WORK REQUEST —
Return verbatim all lines from the first one in the records to the line with "pub fn write_frame(&mut", both ends kept.

DATA IN THIS EXERCISE —
=-=-=-=-=

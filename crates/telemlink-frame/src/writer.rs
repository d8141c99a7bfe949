use std::io::{ErrorKind, Write};

use bytes::BytesMut;

use crate::codec::{encode_frame, Frame, MAX_PAYLOAD, MIN_FRAME_SIZE};
use crate::error::{FrameError, Result};

/// Writes complete frames to any `Write` stream.
pub struct FrameWriter<T> {
    inner: T,
    buf: BytesMut,
    sender: u16,
}

impl<T: Write> FrameWriter<T> {
    /// Create a frame writer that stamps frames with `sender`.
    pub fn new(inner: T, sender: u16) -> Self {
        Self {
            inner,
            buf: BytesMut::with_capacity(MIN_FRAME_SIZE + MAX_PAYLOAD),
            sender,
        }
    }

    /// Write an already-built frame verbatim, keeping its own sender.
    pub fn write_frame(&mut self, frame: &Frame) -> Result<()> {
        self.buf.clear();
        encode_frame(frame.msg_type(), frame.sender(), frame.payload(), &mut self.buf)?;
        self.write_buf()
    }

    /// Encode and send a payload as `msg_type`, returning the CRC written.
    pub fn send(&mut self, msg_type: u16, payload: &[u8]) -> Result<u16> {
        self.buf.clear();
        let crc = encode_frame(msg_type, self.sender, payload, &mut self.buf)?;
        self.write_buf()?;
        Ok(crc)
    }

    /// Flush the underlying stream.
    pub fn flush(&mut self) -> Result<()> {
        loop {
            match self.inner.flush() {
                Ok(()) => return Ok(()),
                Err(err) if err.kind() == ErrorKind::Interrupted => continue,
                Err(err) => return Err(FrameError::Io(err)),
            }
        }
    }

    /// Sender id stamped on frames built by [`send`](Self::send).
    pub fn sender(&self) -> u16 {
        self.sender
    }

    /// Borrow the underlying stream.
    pub fn get_ref(&self) -> &T {
        &self.inner
    }

    /// Mutably borrow the underlying stream.
    pub fn get_mut(&mut self) -> &mut T {
        &mut self.inner
    }

    /// Consume the writer and return the inner stream.
    pub fn into_inner(self) -> T {
        self.inner
    }

    fn write_buf(&mut self) -> Result<()> {
        let mut offset = 0usize;
        while offset < self.buf.len() {
            match self.inner.write(&self.buf[offset..]) {
                Ok(0) => return Err(FrameError::ConnectionClosed),
                Ok(n) => offset += n,
                Err(err) if err.kind() == ErrorKind::Interrupted => continue,
                Err(err) => return Err(FrameError::Io(err)),
            }
        }

        self.flush()
    }
}
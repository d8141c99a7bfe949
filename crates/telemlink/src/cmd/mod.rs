use std::fmt;
use std::path::PathBuf;
use std::str::FromStr;
use std::time::Duration;

use clap::{Args, Subcommand};

use crate::exit::{CliError, CliResult, USAGE};
use crate::output::OutputFormat;

pub mod listen;
pub mod send;
pub mod version;

#[derive(Subcommand, Debug)]
pub enum Command {
    /// Read frames from a link and print them.
    Listen(ListenArgs),
    /// Encode and send a single frame.
    Send(SendArgs),
    /// Show version information.
    Version(VersionArgs),
}

pub fn run(command: Command, format: OutputFormat) -> CliResult<i32> {
    match command {
        Command::Listen(args) => listen::run(args, format),
        Command::Send(args) => send::run(args, format),
        Command::Version(args) => version::run(args),
    }
}

/// Where link bytes come from or go to.
#[derive(Debug, Clone, PartialEq, Eq)]
pub enum Endpoint {
    /// `tcp://host:port`
    Tcp(String),
    /// `-`
    Stdio,
    /// Anything else: a file or device path.
    File(PathBuf),
}

impl FromStr for Endpoint {
    type Err = String;

    fn from_str(input: &str) -> Result<Self, Self::Err> {
        if input.is_empty() {
            return Err("endpoint must not be empty".to_string());
        }
        if input == "-" {
            return Ok(Endpoint::Stdio);
        }
        if let Some(addr) = input.strip_prefix("tcp://") {
            if addr.is_empty() || !addr.contains(':') {
                return Err(format!("tcp endpoint needs host:port, got {input:?}"));
            }
            return Ok(Endpoint::Tcp(addr.to_string()));
        }
        Ok(Endpoint::File(PathBuf::from(input)))
    }
}

impl fmt::Display for Endpoint {
    fn fmt(&self, f: &mut fmt::Formatter<'_>) -> fmt::Result {
        match self {
            Endpoint::Tcp(addr) => write!(f, "tcp://{addr}"),
            Endpoint::Stdio => write!(f, "-"),
            Endpoint::File(path) => write!(f, "{}", path.display()),
        }
    }
}

/// Parse a message type or sender id, decimal or `0x`-prefixed hex.
pub fn parse_u16(input: &str) -> Result<u16, String> {
    let input = input.trim();
    let parsed = match input
        .strip_prefix("0x")
        .or_else(|| input.strip_prefix("0X"))
    {
        Some(hex) => u16::from_str_radix(hex, 16),
        None => input.parse::<u16>(),
    };
    parsed.map_err(|_| format!("expected a 16-bit id (e.g. 21 or 0x15), got {input:?}"))
}

pub fn parse_duration(input: &str) -> CliResult<Duration> {
    let input = input.trim();
    if input.is_empty() {
        return Err(CliError::new(USAGE, "duration must not be empty"));
    }

    let (number, unit) = if let Some(num) = input.strip_suffix("ms") {
        (num, "ms")
    } else if let Some(num) = input.strip_suffix('s') {
        (num, "s")
    } else {
        (input, "s")
    };

    let value: u64 = number
        .parse()
        .map_err(|_| CliError::new(USAGE, format!("invalid duration value: {input}")))?;

    if value == 0 {
        return Err(CliError::new(USAGE, "duration must be greater than zero"));
    }

    match unit {
        "ms" => Ok(Duration::from_millis(value)),
        _ => Ok(Duration::from_secs(value)),
    }
}

#[derive(Args, Debug)]
pub struct ListenArgs {
    /// Source: a file or device path, tcp://host:port, or - for stdin.
    pub source: Endpoint,
    /// Only print these message types (comma-separated, decimal or 0x hex).
    #[arg(long = "msg-type", value_delimiter = ',', value_parser = parse_u16)]
    pub msg_types: Vec<u16>,
    /// Exit after printing N frames.
    #[arg(
        long,
        value_parser = clap::builder::RangedU64ValueParser::<usize>::new().range(1..)
    )]
    pub count: Option<usize>,
    /// Append the raw bytes of every delimited frame to this file.
    #[arg(long, value_name = "FILE")]
    pub capture: Option<PathBuf>,
    /// Only capture frames whose CRC verified.
    #[arg(long, requires = "capture")]
    pub capture_valid_only: bool,
    /// Read timeout for tcp sources (e.g. 1s, 250ms).
    #[arg(long, default_value = "1s", env = "TELEMLINK_READ_TIMEOUT")]
    pub timeout: String,
}

#[derive(Args, Debug)]
pub struct SendArgs {
    /// Destination: a file or device path, tcp://host:port, or - for stdout.
    pub dest: Endpoint,
    /// Message type of the frame.
    #[arg(long = "msg-type", value_parser = parse_u16)]
    pub msg_type: u16,
    /// Sender id stamped on the frame.
    #[arg(long, default_value = "0", value_parser = parse_u16, env = "TELEMLINK_SENDER")]
    pub sender: u16,
    /// Payload as hex bytes (whitespace allowed).
    #[arg(long, conflicts_with = "text")]
    pub data: Option<String>,
    /// Payload as UTF-8 text.
    #[arg(long, conflicts_with = "data")]
    pub text: Option<String>,
    /// Append to a destination file instead of truncating it.
    #[arg(long)]
    pub append: bool,
}

#[derive(Args, Debug)]
pub struct VersionArgs {
    /// Show extended build provenance.
    #[arg(long)]
    pub extended: bool,
}
use std::io::BufReader;
use std::net::TcpStream;
use std::time::Duration;

use tracing::{debug, info};

use crate::error::{Result, TransportError};
use crate::traits::ReadSource;

/// Connect to a TCP telemetry endpoint (e.g. a device or serial-to-TCP bridge).
///
/// With `read_timeout` set, a read that stalls returns whatever arrived so
/// far instead of blocking indefinitely; without it reads block until data
/// or EOF.
pub fn connect(
    addr: &str,
    read_timeout: Option<Duration>,
) -> Result<ReadSource<BufReader<TcpStream>>> {
    let stream = TcpStream::connect(addr).map_err(|source| TransportError::Connect {
        addr: addr.to_string(),
        source,
    })?;
    stream.set_read_timeout(read_timeout)?;
    stream.set_nodelay(true)?;

    info!(addr, ?read_timeout, "connected to tcp source");
    Ok(ReadSource::new(BufReader::new(stream)))
}

/// Connect a write-side TCP stream, used for sending frames to a device.
pub fn connect_sink(addr: &str) -> Result<TcpStream> {
    let stream = TcpStream::connect(addr).map_err(|source| TransportError::Connect {
        addr: addr.to_string(),
        source,
    })?;
    debug!(addr, "connected to tcp sink");
    Ok(stream)
}
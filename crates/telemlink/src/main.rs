mod cmd;
mod exit;
mod logging;
mod output;

use clap::Parser;

use crate::cmd::Command;
use crate::logging::{init_logging, LogFormat, LogLevel};
use crate::output::OutputFormat;

#[derive(Parser, Debug)]
#[command(name = "telemlink", version, about = "Telemetry link framing CLI")]
struct Cli {
    /// Output format.
    #[arg(long, value_name = "FORMAT", global = true)]
    format: Option<OutputFormat>,

    /// Log output format (stderr).
    #[arg(long, value_name = "FORMAT", default_value = "text", global = true)]
    log_format: LogFormat,

    /// Minimum log level (stderr). Overridden by TELEMLINK_LOG.
    #[arg(long, value_name = "LEVEL", default_value = "info", global = true)]
    log_level: LogLevel,

    #[command(subcommand)]
    command: Command,
}

fn main() {
    let cli = Cli::parse();
    init_logging(cli.log_format, cli.log_level);

    let format = cli.format.unwrap_or_else(OutputFormat::default_for_stdout);
    let result = cmd::run(cli.command, format);

    match result {
        Ok(code) => std::process::exit(code),
        Err(err) => {
            eprintln!("error: {err}");
            std::process::exit(err.code);
        }
    }
}

#[cfg(test)]
mod tests {
    use super::*;

    #[test]
    fn parses_listen_subcommand() {
        let cli = Cli::try_parse_from([
            "telemlink",
            "listen",
            "tcp://127.0.0.1:55555",
            "--msg-type",
            "0x15,0x100",
            "--count",
            "3",
        ])
        .expect("listen args should parse");

        match cli.command {
            Command::Listen(args) => {
                assert_eq!(args.msg_types, vec![0x15, 0x100]);
                assert_eq!(args.count, Some(3));
            }
            other => panic!("unexpected command: {other:?}"),
        }
    }

    #[test]
    fn rejects_zero_count() {
        let err = Cli::try_parse_from(["telemlink", "listen", "-", "--count", "0"])
            .expect_err("zero count should fail");
        assert_eq!(err.kind(), clap::error::ErrorKind::ValueValidation);
    }

    #[test]
    fn rejects_conflicting_payload_args() {
        let err = Cli::try_parse_from([
            "telemlink",
            "send",
            "-",
            "--msg-type",
            "1",
            "--text",
            "hi",
            "--data",
            "00",
        ])
        .expect_err("conflicting args should fail");

        assert_eq!(err.kind(), clap::error::ErrorKind::ArgumentConflict);
    }

    #[test]
    fn capture_valid_only_requires_capture() {
        let err = Cli::try_parse_from(["telemlink", "listen", "-", "--capture-valid-only"])
            .expect_err("missing --capture should fail");
        assert_eq!(err.kind(), clap::error::ErrorKind::MissingRequiredArgument);
    }

    #[test]
    fn rejects_bad_msg_type() {
        let err = Cli::try_parse_from(["telemlink", "send", "-", "--msg-type", "0x10000"])
            .expect_err("out of range msg type should fail");
        assert_eq!(err.kind(), clap::error::ErrorKind::ValueValidation);
    }
}
/// Errors that can occur while encoding or writing frames.
///
/// Decoding has no error type: malformed input is simply "no frame".
#[derive(Debug, thiserror::Error)]
pub enum FrameError {
    /// The payload does not fit the 8-bit length field.
    #[error("payload too large ({size} bytes, max {max})")]
    PayloadTooLarge { size: usize, max: usize },

    /// An I/O error occurred while writing frames.
    #[error("frame I/O error: {0}")]
    Io(#[from] std::io::Error),

    /// The sink stopped accepting bytes mid-frame.
    #[error("connection closed (incomplete frame)")]
    ConnectionClosed,
}

pub type Result<T> = std::result::Result<T, FrameError>;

=-=-=-=-=

ANSWER SECTION —
filename crates/telemlink-frame/src/writer.rs
repository d8141c99a7bfe949
use std::io::{ErrorKind, Write};

use bytes::BytesMut;

use crate::codec::{encode_frame, Frame, MAX_PAYLOAD, MIN_FRAME_SIZE};
use crate::error::{FrameError, Result};

/// Writes complete frames to any `Write` stream.
pub struct FrameWriter<T> {
    inner: T,
    buf: BytesMut,
    sender: u16,
}

impl<T: Write> FrameWriter<T> {
    /// Create a frame writer that stamps frames with `sender`.
    pub fn new(inner: T, sender: u16) -> Self {
        Self {
            inner,
            buf: BytesMut::with_capacity(MIN_FRAME_SIZE + MAX_PAYLOAD),
            sender,
        }
    }

    /// Write an already-built frame verbatim, keeping its own sender.
    pub fn write_frame(&mut self, frame: &Frame) -> Result<()> {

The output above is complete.